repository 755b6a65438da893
// Copyright (c) 2025 Kirky.X
//
// Licensed under the MIT License
// See LICENSE file in the project root for full license information.

use crate::domain::models::scraper_config::ScraperConfig;
use crate::engines::traits::{UpstreamClient, UpstreamFailure};
use async_trait::async_trait;
use reqwest::header::{HeaderMap, HeaderName, HeaderValue};
use reqwest::redirect::Policy;
use serde_json::Value;
use std::time::{Duration, Instant};
use tracing::{debug, warn};

/// 上游客户端
///
/// 基于reqwest实现，所有请求共享同一个连接池
pub struct ReqwestUpstreamClient {
    client: reqwest::Client,
}

impl ReqwestUpstreamClient {
    /// 创建客户端
    ///
    /// # 参数
    ///
    /// * `timeout` - 单次请求超时时间
    /// * `max_redirects` - 允许跟随的最大重定向次数
    pub fn new(timeout: Duration, max_redirects: usize) -> Result<Self, reqwest::Error> {
        let client = reqwest::Client::builder()
            .timeout(timeout)
            .redirect(Policy::limited(max_redirects))
            .build()?;

        Ok(Self { client })
    }

    fn build_headers(config: &ScraperConfig) -> Result<HeaderMap, UpstreamFailure> {
        let mut headers = HeaderMap::new();
        for (k, v) in &config.headers {
            let name = HeaderName::from_bytes(k.as_bytes())
                .map_err(|e| UpstreamFailure::Other(format!("Invalid header name {k}: {e}")))?;
            let value = HeaderValue::from_str(v)
                .map_err(|e| UpstreamFailure::Other(format!("Invalid value for header {k}: {e}")))?;
            headers.insert(name, value);
        }
        Ok(headers)
    }
}

#[async_trait]
impl UpstreamClient for ReqwestUpstreamClient {
    async fn fetch(
        &self,
        username: &str,
        config: &ScraperConfig,
    ) -> Result<Value, UpstreamFailure> {
        let headers = Self::build_headers(config)?;

        let start = Instant::now();
        let response = self
            .client
            .get(config.base_url.clone())
            .query(&[("username", username)])
            .headers(headers)
            .send()
            .await;
        metrics::histogram!("instagram_upstream_duration_seconds")
            .record(start.elapsed().as_secs_f64());
        let response = response?;

        let status = response.status();
        let body = response.text().await?;

        if !status.is_success() {
            return Err(UpstreamFailure::Http {
                status: status.as_u16(),
                body,
            });
        }

        debug!(
            "Upstream responded {} for {} in {}ms",
            status,
            username,
            start.elapsed().as_millis()
        );

        match serde_json::from_str(&body) {
            Ok(payload) => Ok(payload),
            Err(e) => {
                warn!("Upstream body for {} is not JSON: {}", username, e);
                Ok(Value::String(body))
            }
        }
    }

    fn name(&self) -> &'static str {
        "reqwest"
    }
}

#[cfg(test)]
#[path = "reqwest_engine_test.rs"]
mod tests;
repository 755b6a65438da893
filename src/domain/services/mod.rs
// Copyright (c) 2025 Kirky.X
//
// Licensed under the MIT License
// See LICENSE file in the project root for full license information.

pub mod error_classifier;
pub mod scraper_service;
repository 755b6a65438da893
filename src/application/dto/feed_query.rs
// Copyright (c) 2025 Kirky.X
//
// Licensed under the MIT License
// See LICENSE file in the project root for full license information.

use serde::{Deserialize, Deserializer, Serialize};
use validator::Validate;

/// 帖子列表查询参数
#[derive(Debug, Default, Deserialize, Serialize, Validate)]
#[serde(deny_unknown_fields)]
pub struct FeedQueryDto {
    /// 返回条数，空字符串视为未提供
    #[serde(default, deserialize_with = "empty_as_none")]
    #[validate(range(min = 1, max = 50, message = "limit must be an integer between 1 and 50"))]
    pub limit: Option<i64>,
}

impl FeedQueryDto {
    /// 校验通过后的条数
    pub fn limit(&self) -> Option<u32> {
        self.limit.and_then(|l| u32::try_from(l).ok())
    }
}

fn empty_as_none<'de, D>(deserializer: D) -> Result<Option<i64>, D::Error>
where
    D: Deserializer<'de>,
{
    let raw = Option::<String>::deserialize(deserializer)?;
    match raw.as_deref().map(str::trim) {
        None | Some("") => Ok(None),
        Some(value) => value
            .parse::<i64>()
            .map(Some)
            .map_err(|_| serde::de::Error::custom("limit must be an integer between 1 and 50")),
    }
}
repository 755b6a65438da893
// Copyright (c) 2025 Kirky.X
//
// Licensed under the MIT License
// See LICENSE file in the project root for full license information.

pub mod errors;
pub mod extractors;
pub mod handlers;
pub mod routes;
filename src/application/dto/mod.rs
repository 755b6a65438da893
// Copyright (c) 2025 Kirky.X
//
// Licensed under the MIT License
// See LICENSE file in the project root for full license information.

/// 数据传输对象模块
///
/// 定义应用程序层的数据传输对象
/// 用于在API请求和领域模型之间传输数据
pub mod feed_query;
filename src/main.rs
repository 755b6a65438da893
// Copyright (c) 2025 Kirky.X
//
// Licensed under the MIT License
// See LICENSE file in the project root for full license information.

use axum::Extension;
use feedrs::config::settings::Settings;
use feedrs::domain::services::scraper_service::ScraperService;
use feedrs::engines::reqwest_engine::ReqwestUpstreamClient;
use feedrs::engines::traits::UpstreamClient;
use feedrs::infrastructure::metrics;
use feedrs::presentation::routes;
use feedrs::utils::telemetry;
use std::sync::Arc;
use tokio::net::TcpListener;
use tracing::{info, warn};

/// 主函数
///
/// 应用程序入口点，负责初始化所有组件并启动服务
#[tokio::main]
async fn main() -> anyhow::Result<()> {
    // 1. Initialize logging
    telemetry::init_telemetry();
    info!("Starting feedrs...");

    // 2. Load configuration
    let settings = Settings::new()?;
    info!("Configuration loaded");

    // 3. Initialize Prometheus Metrics
    metrics::init_metrics(&settings.metrics);

    // 4. Resolve scraper configuration
    let scraper_config = settings.instagram.scraper_config()?;
    if scraper_config.is_none() {
        warn!("instagram.base_url is empty, Instagram requests will fail until it is configured");
    }

    // 5. Initialize upstream client and service
    let client: Arc<dyn UpstreamClient> = Arc::new(ReqwestUpstreamClient::new(
        settings.http.timeout(),
        settings.http.max_redirects,
    )?);
    let service = Arc::new(ScraperService::new(client, scraper_config));

    // 6. Start HTTP server
    let app = routes::routes().layer(Extension(service));

    let addr = format!("{}:{}", settings.server.host, settings.server.port);
    let listener = TcpListener::bind(&addr).await?;
    info!("Server listening on {}", addr);

    axum::serve(listener, app).await?;

    Ok(())
}
// Copyright (c) 2025 Kirky.X
//
// Licensed under the MIT License
// See LICENSE file in the project root for full license information.

use async_trait::async_trait;
use serde_json::Value;
use thiserror::Error;

use crate::domain::models::scraper_config::ScraperConfig;

/// 上游请求失败类型
///
/// 在上游客户端边界上区分的封闭变体，错误分类器只对这三种情况做匹配
#[derive(Error, Debug)]
pub enum UpstreamFailure {
    /// 传输层失败（超时、连接失败、DNS 解析失败等），没有上游响应
    #[error("{0}")]
    Transport(String),
    /// 上游返回了非 2xx 状态码
    #[error("Upstream request failed with status code {status}")]
    Http {
        /// 上游状态码
        status: u16,
        /// 原始响应体
        body: String,
    },
    /// 无法识别的失败，原样向上抛出
    #[error("{0}")]
    Other(String),
}

impl UpstreamFailure {
    pub fn kind(&self) -> &'static str {
        match self {
            UpstreamFailure::Transport(_) => "transport",
            UpstreamFailure::Http { .. } => "http",
            UpstreamFailure::Other(_) => "other",
        }
    }
}

impl From<reqwest::Error> for UpstreamFailure {
    fn from(err: reqwest::Error) -> Self {
        if err.is_builder() {
            return UpstreamFailure::Other(err.to_string());
        }
        // timeout / connect / request / redirect / body / decode
        UpstreamFailure::Transport(err.to_string())
    }
}

/// 上游客户端特质
///
/// 每次调用恰好发起一次出站请求，不重试
#[async_trait]
pub trait UpstreamClient: Send + Sync {
    /// 以 `username` 查询参数和配置的请求头对 `config.base_url` 发起一次 GET
    ///
    /// # 返回值
    ///
    /// * `Ok(Value)` - 2xx 响应体（非 JSON 内容以字符串值返回）
    /// * `Err(UpstreamFailure)` - 传输失败、HTTP 失败或其他失败
    async fn fetch(&self, username: &str, config: &ScraperConfig)
        -> Result<Value, UpstreamFailure>;

    /// 客户端名称
    fn name(&self) -> &'static str;
}
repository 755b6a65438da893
// Copyright (c) 2025 Kirky.X
//
// Licensed under the MIT License
// See LICENSE file in the project root for full license information.

/// 应用程序模块
///
/// 包含入站请求的数据传输对象
pub mod application;

/// 配置模块
///
/// 处理应用程序的配置设置和环境变量
pub mod config;

/// 领域模块
///
/// 包含帖子模型、抓取编排和错误分类
pub mod domain;

/// 引擎模块
///
/// 实现访问上游接口的客户端
pub mod engines;

/// 基础设施模块
///
/// 提供上游响应解析和指标导出
pub mod infrastructure;

/// 表示层模块
///
/// 处理HTTP请求和响应，包括路由、处理器和提取器
pub mod presentation;

/// 工具模块
///
/// 提供错误类型和遥测初始化
pub mod utils;
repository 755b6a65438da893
// Copyright (c) 2025 Kirky.X
//
// Licensed under the MIT License
// See LICENSE file in the project root for full license information.

use serde_json::Value;
use tracing::error;

use crate::engines::traits::UpstreamFailure;
use crate::utils::errors::ScrapeError;

/// 将上游失败转换为面向调用方的错误，并记录日志
///
/// * HTTP 失败：优先使用响应体中的 `message` 字段，其次是字符串响应体，
///   都没有时使用失败本身的描述；状态码沿用上游状态码
/// * 传输失败：502，消息为失败描述
/// * 其他失败：不重新归类，作为内部错误原样抛出
pub fn classify(username: &str, failure: UpstreamFailure) -> ScrapeError {
    let kind = failure.kind();
    let own_message = failure.to_string();
    let classified = match failure {
        UpstreamFailure::Http { status, body } => ScrapeError::Upstream {
            status,
            message: extract_message(&body).unwrap_or(own_message),
        },
        UpstreamFailure::Transport(message) => ScrapeError::Transport(message),
        UpstreamFailure::Other(message) => {
            error!(
                username = %username,
                kind,
                "Unexpected error while scraping Instagram for {}: {}", username, message
            );
            return ScrapeError::Unclassified(message);
        }
    };

    error!(
        username = %username,
        kind,
        status = classified.status_code(),
        "Failed to fetch Instagram posts for {}: {}", username, classified
    );
    classified
}

/// 从上游响应体中提取错误消息
fn extract_message(body: &str) -> Option<String> {
    match serde_json::from_str::<Value>(body) {
        Ok(Value::Object(map)) => map
            .get("message")
            .and_then(Value::as_str)
            .map(str::to_string),
        Ok(Value::String(text)) => Some(text).filter(|t| !t.is_empty()),
        Ok(_) => None,
        Err(_) => Some(body.to_string()).filter(|b| !b.trim().is_empty()),
    }
}
// Copyright (c) 2025 Kirky.X
//
// Licensed under the MIT License
// See LICENSE file in the project root for full license information.

use std::sync::Arc;
use tracing::{error, info, warn};

use crate::domain::models::scraped_post::ScrapedPost;
use crate::domain::models::scraper_config::ScraperConfig;
use crate::domain::services::error_classifier::classify;
use crate::engines::traits::UpstreamClient;
use crate::infrastructure::instagram::normalizer::normalize;
use crate::utils::errors::ScrapeError;

/// 抓取服务
///
/// 组合上游客户端、响应归一化和错误分类：
/// 校验用户名 → 计算条数 → 请求上游 → 归一化或分类错误
pub struct ScraperService {
    client: Arc<dyn UpstreamClient>,
    config: Option<Arc<ScraperConfig>>,
}

impl ScraperService {
    /// 创建抓取服务
    ///
    /// # 参数
    ///
    /// * `client` - 上游客户端
    /// * `config` - 抓取配置，`None` 表示部署时未配置
    pub fn new(client: Arc<dyn UpstreamClient>, config: Option<ScraperConfig>) -> Self {
        Self {
            client,
            config: config.map(Arc::new),
        }
    }

    /// 获取用户最近的帖子
    ///
    /// # 参数
    ///
    /// * `username` - Instagram 用户名，去除首尾空白后不能为空
    /// * `limit` - 请求的条数，缺省时使用配置的默认值
    ///
    /// # 返回值
    ///
    /// * `Ok(Vec<ScrapedPost>)` - 按上游顺序排列的帖子
    /// * `Err(ScrapeError)` - 校验、配置、上游或传输错误
    pub async fn scrape(
        &self,
        username: &str,
        limit: Option<u32>,
    ) -> Result<Vec<ScrapedPost>, ScrapeError> {
        let result = self.run(username, limit).await;

        metrics::counter!("instagram_scrape_requests_total").increment(1);
        match &result {
            Ok(posts) => {
                metrics::counter!("instagram_scrape_posts_total").increment(posts.len() as u64);
            }
            Err(e) => {
                metrics::counter!("instagram_scrape_failures_total", "kind" => e.kind())
                    .increment(1);
            }
        }

        result
    }

    async fn run(&self, username: &str, limit: Option<u32>) -> Result<Vec<ScrapedPost>, ScrapeError> {
        let username = username.trim();
        if username.is_empty() {
            warn!("Rejected Instagram request with a blank username");
            return Err(ScrapeError::Validation(
                "Instagram username is required".to_string(),
            ));
        }

        let Some(config) = self.config.as_ref() else {
            error!(
                username = %username,
                "Instagram configuration is not available"
            );
            return Err(ScrapeError::Configuration(
                "Instagram configuration is not available".to_string(),
            ));
        };

        let limit = config.effective_limit(limit);

        match self.client.fetch(username, config).await {
            Ok(payload) => {
                let posts = normalize(&payload, limit);
                info!(
                    username = %username,
                    limit,
                    "Fetched {} Instagram posts via {}",
                    posts.len(),
                    self.client.name()
                );
                Ok(posts)
            }
            Err(failure) => Err(classify(username, failure)),
        }
    }
}

#[cfg(test)]
#[path = "scraper_service_test.rs"]
mod tests;
// Copyright (c) 2025 Kirky.X
//
// Licensed under the MIT License
// See LICENSE file in the project root for full license information.

use axum::{
    http::StatusCode,
    response::{IntoResponse, Response},
    Json,
};
use serde_json::json;

use crate::utils::errors::ScrapeError;

const INTERNAL_ERROR_MESSAGE: &str = "Internal server error";

/// 应用错误类型
///
/// 统一的 HTTP 错误响应：`{"error": <消息>, "statusCode": <状态码>}`
#[derive(Debug)]
pub struct AppError {
    status: StatusCode,
    message: String,
}

impl AppError {
    pub fn new(status: StatusCode, message: impl Into<String>) -> Self {
        Self {
            status,
            message: message.into(),
        }
    }

    pub fn bad_request(message: impl Into<String>) -> Self {
        Self::new(StatusCode::BAD_REQUEST, message)
    }

    pub fn status(&self) -> StatusCode {
        self.status
    }

    pub fn message(&self) -> &str {
        &self.message
    }
}

impl From<ScrapeError> for AppError {
    fn from(err: ScrapeError) -> Self {
        match err {
            ScrapeError::Validation(message) => Self::bad_request(message),
            ScrapeError::Upstream { status, message } => Self::new(
                StatusCode::from_u16(status).unwrap_or(StatusCode::BAD_GATEWAY),
                message,
            ),
            ScrapeError::Transport(message) => Self::new(StatusCode::BAD_GATEWAY, message),
            // 内部错误不向调用方暴露细节，细节已记录在日志中
            ScrapeError::Configuration(_) | ScrapeError::Unclassified(_) => {
                Self::new(StatusCode::INTERNAL_SERVER_ERROR, INTERNAL_ERROR_MESSAGE)
            }
        }
    }
}

impl IntoResponse for AppError {
    fn into_response(self) -> Response {
        let body = Json(json!({
            "error": self.message,
            "statusCode": self.status.as_u16(),
        }));
        (self.status, body).into_response()
    }
}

******************************

All lines with the string "classify" must be copied from the data.

Output below:
pub fn classify(username: &str, failure: UpstreamFailure) -> ScrapeError {
use crate::domain::services::error_classifier::classify;
            Err(failure) => Err(classify(username, failure)),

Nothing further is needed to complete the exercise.